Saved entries
╭──

//! Jacket page demo
//!
//! Scrolls a virtual viewport through the jacket product page on one task
//! while a 60 Hz frame loop renders the model pose to the terminal.
//!
//! ```text
//! jacket-demo [--json] [--page page.json]
//! ```

use std::time::Duration;

use tokio::sync::watch;
use tokio::time::{interval, MissedTickBehavior};

use parallax_core::{ParallaxResult, SectionId};
use parallax_runtime::{init_logging, ChromePort, LogFormat, PageConfig, SceneFrame, ScenePort, Stage, StageConfig};
use parallax_state::{JacketSection, PageSetup, SharedActiveSection};
use parallax_time::{FrameClock, FrameClockConfig};
use parallax_visibility::{PageLayout, VisibilityBank, Viewport};

const VIEWPORT_WIDTH: f32 = 1280.0;
const VIEWPORT_HEIGHT: f32 = 800.0;
const SECTION_HEIGHT: f32 = 800.0;
const FRAME_INTERVAL: Duration = Duration::from_millis(16);
const LAYOUT_INTERVAL: Duration = Duration::from_millis(50);
/// Scroll speed in pixels per second
const SCROLL_SPEED: f32 = 900.0;
/// Time spent reading each section
const DWELL: Duration = Duration::from_millis(1500);

struct Args {
    format: LogFormat,
    page: Option<String>,
}

fn parse_args() -> Args {
    let mut args = Args {
        format: LogFormat::Pretty,
        page: None,
    };
    let mut iter = std::env::args().skip(1);
    while let Some(arg) = iter.next() {
        match arg.as_str() {
            "--json" => args.format = LogFormat::Json,
            "--page" => args.page = iter.next(),
            other => eprintln!("ignoring unknown argument {other}"),
        }
    }
    args
}

fn load_page(path: Option<&str>) -> Result<(PageSetup, StageConfig), Box<dyn std::error::Error>> {
    match path {
        Some(path) => {
            let json = std::fs::read_to_string(path)?;
            let config = PageConfig::from_json(&json)?;
            Ok((config.setup()?, config.stage_config()?))
        }
        None => Ok((PageSetup::jacket(), StageConfig::default())),
    }
}

/// Prints a line every quarter second of frames
struct TerminalScene {
    every: u64,
}

impl ScenePort for TerminalScene {
    fn present(&mut self, frame: &SceneFrame) {
        if frame.index % self.every != 0 {
            return;
        }
        let t = &frame.transform;
        println!(
            "frame {:>5}  rotY {:>7.3}  rotX {:>7.3}  scale {:>5.3}  origin ({:.2}, {:.2}, {:.2})",
            frame.index,
            t.rotation_y,
            t.rotation_x,
            t.scale,
            frame.model.w_axis.x,
            frame.model.w_axis.y,
            frame.model.w_axis.z,
        );
    }
}

/// Logs feature-panel highlights
struct LoggingChrome;

impl ChromePort for LoggingChrome {
    fn section_activated(&mut self, section: &SectionId) {
        let title = JacketSection::from_id(section.as_str())
            .map(JacketSection::title)
            .unwrap_or("custom section");
        tracing::info!(section = %section, title, "highlight panel");
    }
}

/// Scroll the page, then signal the frame loop whether or not the scroll
/// finished cleanly
async fn scroll_page(
    page: PageSetup,
    layout: PageLayout,
    active: SharedActiveSection,
    done: watch::Sender<bool>,
) -> ParallaxResult<()> {
    let result = scroll_through(&page, &layout, &active).await;
    if let Err(e) = &result {
        tracing::error!(error = %e, "scrolling stopped");
    }
    let _ = done.send(true);
    result
}

/// Scroll the viewport down through every section and back to the top,
/// writing entries into the shared active slot.
async fn scroll_through(
    page: &PageSetup,
    layout: &PageLayout,
    active: &SharedActiveSection,
) -> ParallaxResult<()> {
    let mut bank = VisibilityBank::new(page.sections());
    let mut viewport = Viewport::new(VIEWPORT_WIDTH, VIEWPORT_HEIGHT);

    let mut stops: Vec<f32> = (1..=page.sections().len())
        .map(|i| i as f32 * SECTION_HEIGHT)
        .collect();
    stops.push(0.0);

    let mut ticker = interval(LAYOUT_INTERVAL);
    ticker.set_missed_tick_behavior(MissedTickBehavior::Skip);
    let step = SCROLL_SPEED * LAYOUT_INTERVAL.as_secs_f32();
    let mut y = 0.0f32;

    for stop in stops {
        while (y - stop).abs() > f32::EPSILON {
            ticker.tick().await;
            y = if y < stop { (y + step).min(stop) } else { (y - step).max(stop) };
            viewport.scroll_to(y);

            let entered = bank.observe(&viewport, layout)?;
            if !entered.is_empty() {
                active.enter_all(entered.into_iter().map(|e| e.section));
            }
        }
        tracing::debug!(scroll_y = y, "reached section");
        tokio::time::sleep(DWELL).await;
    }
    Ok(())
}

/// Sections stacked below a hero of the same height
fn page_layout(page: &PageSetup) -> PageLayout {
    let ids: Vec<SectionId> = page.sections().iter().map(|d| d.id.clone()).collect();
    PageLayout::stacked(&ids, SECTION_HEIGHT, SECTION_HEIGHT, VIEWPORT_WIDTH)
}

#[tokio::main]
async fn main() -> Result<(), Box<dyn std::error::Error>> {
    let args = parse_args();
    init_logging(args.format);

    let (page, config) = load_page(args.page.as_deref())?;
    let mut stage = Stage::with_config(page.clone(), config);
    let (done_tx, done_rx) = watch::channel(false);

    let layout = page_layout(&page);
    let scroller = tokio::spawn(scroll_page(page, layout, stage.active_handle(), done_tx));

    let mut clock = FrameClock::with_config(FrameClockConfig::capped());
    let mut scene = TerminalScene { every: 15 };
    let mut chrome = LoggingChrome;
    let mut ticker = interval(FRAME_INTERVAL);
    ticker.set_missed_tick_behavior(MissedTickBehavior::Skip);

    loop {
        ticker.tick().await;
        stage.run_frame(&mut clock, &mut scene, &mut chrome);
        // A panicking scroller never signals; is_finished covers it
        let scrolled = *done_rx.borrow() || scroller.is_finished();
        if scrolled && stage.is_settled() {
            break;
        }
    }

    scroller.await??;

    let stats = stage.stats();
    tracing::info!(
        frames = stats.frames,
        transitions = stats.transitions,
        fallbacks = stats.fallbacks,
        recoveries = stage.recoveries(),
        "demo finished"
    );
    Ok(())
}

╰──

Reproduce each line above that contains "ticker".

    let mut ticker = interval(LAYOUT_INTERVAL);
    ticker.set_missed_tick_behavior(MissedTickBehavior::Skip);
            ticker.tick().await;
    let mut ticker = interval(FRAME_INTERVAL);
    ticker.set_missed_tick_behavior(MissedTickBehavior::Skip);
        ticker.tick().await;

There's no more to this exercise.